On oublie souvent que l’irruption de la Commune de Paris a été provoquée par une question militaire. L’Empire, qui s’était aventuré dans une guerre incertaine contre la Prusse, avait connu une piteuse défaite provoquant sa chute. Le 4 septembre 1870, le gouvernement de la Défense nationale, est formé après la capture de Napoléon III à la bataille de Sedan et la République proclamée à l’Hôtel de Ville de Paris.
Issue de la Révolution française, la garde nationale avait étrangement perduré et conservé en son sein quelques traditions démocratiques, notamment l’élection de ses cadres. Les conseils de famille, réminiscence des conseils d’administration de l’ancienne armée royale, sont réactivés. Sous l’autorité d’un capitaine, ils sont notamment chargés du paiement de la solde. Fin septembre 1870, la garde nationale comptait 260 bataillons composés de 300 000 hommes issus à ce moment essentiellement des quartiers populaires. À Paris, un débat s’ouvre sur la question de l’élection des officiers et sous-officiers des bataillons de la garde nationale de Paris. Cependant, les événements s’accélèrent. La République est proclamée le 4 septembre et quinze jours plus tard les Prussiens organisent le siège de la capitale. De son côté, le tout nouveau gouvernement tente de reprendre la main sur la garde nationale. Devant cette menace, la troupe n’est pas en reste. Un appel est lancé, sans succès, par des hommes du 186e bataillon (10e arrondissement de Paris) demandant à chaque compagnie de choisir un représentant pour se coordonner.

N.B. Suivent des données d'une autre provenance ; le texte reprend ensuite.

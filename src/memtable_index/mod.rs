//! Per-`(column, memtable)` live index: the in-memory structures that let
//! a query see writes that haven't flushed to an SSTable yet (spec.md
//! §4.6).
//!
//! Grounded on `src/memtable/mod.rs`'s `Memtable` — an `Arc<RwLock<...>>`
//! guarded structure with synchronous, acked writes and poisoned-lock
//! recovery — generalized from one key/value tree to three per-kind live
//! structures (literal trie-map, numeric sorted multimap, vector graph).
//! Posting lists here are ordered by [`crate::pk::PrimaryKey`] directly
//! rather than `segment_row_id` (spec.md §4.1: "strictly increasing in
//! `segment_row_id` (or PK, for memtable)"), since a memtable has no dense
//! row numbering until it flushes.

pub mod literal;
pub mod numeric;
pub mod searcher;
pub mod vector;

use thiserror::Error;

pub use literal::LiteralLiveIndex;
pub use numeric::NumericLiveIndex;
pub use searcher::{MemtableColumnIndex, MemtableSearcher};
pub use vector::VectorLiveIndex;

use crate::literal::LiteralIndexError;
use crate::numeric::NumericIndexError;
use crate::vector::VectorIndexError;

/// Errors raised while reading or writing a live index.
#[derive(Debug, Error)]
pub enum MemtableIndexError {
    /// The guarding `RwLock` was poisoned by a panicking writer.
    #[error("live index lock poisoned")]
    Poisoned,

    /// A primary key referenced during flush-seeding wasn't present in the
    /// SSTable-wide primary key map being built.
    #[error("primary key not found while seeding segment writer")]
    UnknownPrimaryKey,

    /// Underlying literal-index failure (surfaces while seeding a flush).
    #[error("literal live index error: {0}")]
    Literal(#[from] LiteralIndexError),

    /// Underlying numeric-index failure (surfaces while seeding a flush).
    #[error("numeric live index error: {0}")]
    Numeric(#[from] NumericIndexError),

    /// Underlying vector-index failure.
    #[error("vector live index error: {0}")]
    Vector(#[from] VectorIndexError),
}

Élection, droit de révocation et de gestion aux armées
Dans le 11e arrondissement, les gardes nationaux créent leur propre comité. Un document « Des droits et des devoirs des délégués » des gardes nationaux est voté. Il précise que « les délégués librement élus [ont] Ie droit de gérer et d’administrer dans leurs compagnies ou bataillons respectifs tout ce qui concerne l’administration des dits bataillons et compagnies ». Cependant, le 17 septembre le siège de Paris commence. Le 10 novembre, une assemblée de délégués de bataillons appelle à tenir une rencontre pour élire un comité central et la formation d’une fédération parisienne. Inquiet le gouvernement ordonne la dissolution de tous organes délibératifs au sein de la garde et propose la restauration de conseils de famille où les officiers siègent de plein droit et où sont seuls présents deux délégués élus de la troupe. Sans succès. Des gardes nationaux regimbent à ses décisions. Cependant, encore une fois le processus de décomposition du gouvernement provisoire accélère l’Histoire. Le 28 janvier 1871, il annonce la capitulation de Paris, mais le maintien de la garde nationale pour veiller à « l’ordre public » qui n’est, on le devine, qu’un ordre social à préserver. Les élections législatives prévues en février relancent l’activité politique au sein de la garde nationale et la question de sa constitution en Fédération. Plusieurs appels à l’organisation de la troupe sont lancés. L’attachement à la République et l’occupation prussienne dominent les déclarations. Enfin, le 6 février, une assemblée des gardes nationaux se proclame Assemblé républicaine de la garde nationale et apporte son soutien à 7 candidats aux élections municipales et aux organisations politiques favorables à la République (dont l’Association internationale des travailleurs). Le 8 février 1871, une nouvelle réunion de délégués de gardes nationaux déclare « qu’il est essentiel que la garde nationale prenne en commun une part active au mouvement électoral puisqu’elle est le cadre naturel de l’organisation politique de la cité ». Le 15 février 1871, les délégués de dix-huit légions de la garde nationale créent un Comité central de la garde nationale. Ils chargent une commission provisoire d’en élaborer les statuts. Un mois plus tard ce sont 215 bataillons qui ont adhéré à la Fédération républicaine de la garde nationale qui vient de naître.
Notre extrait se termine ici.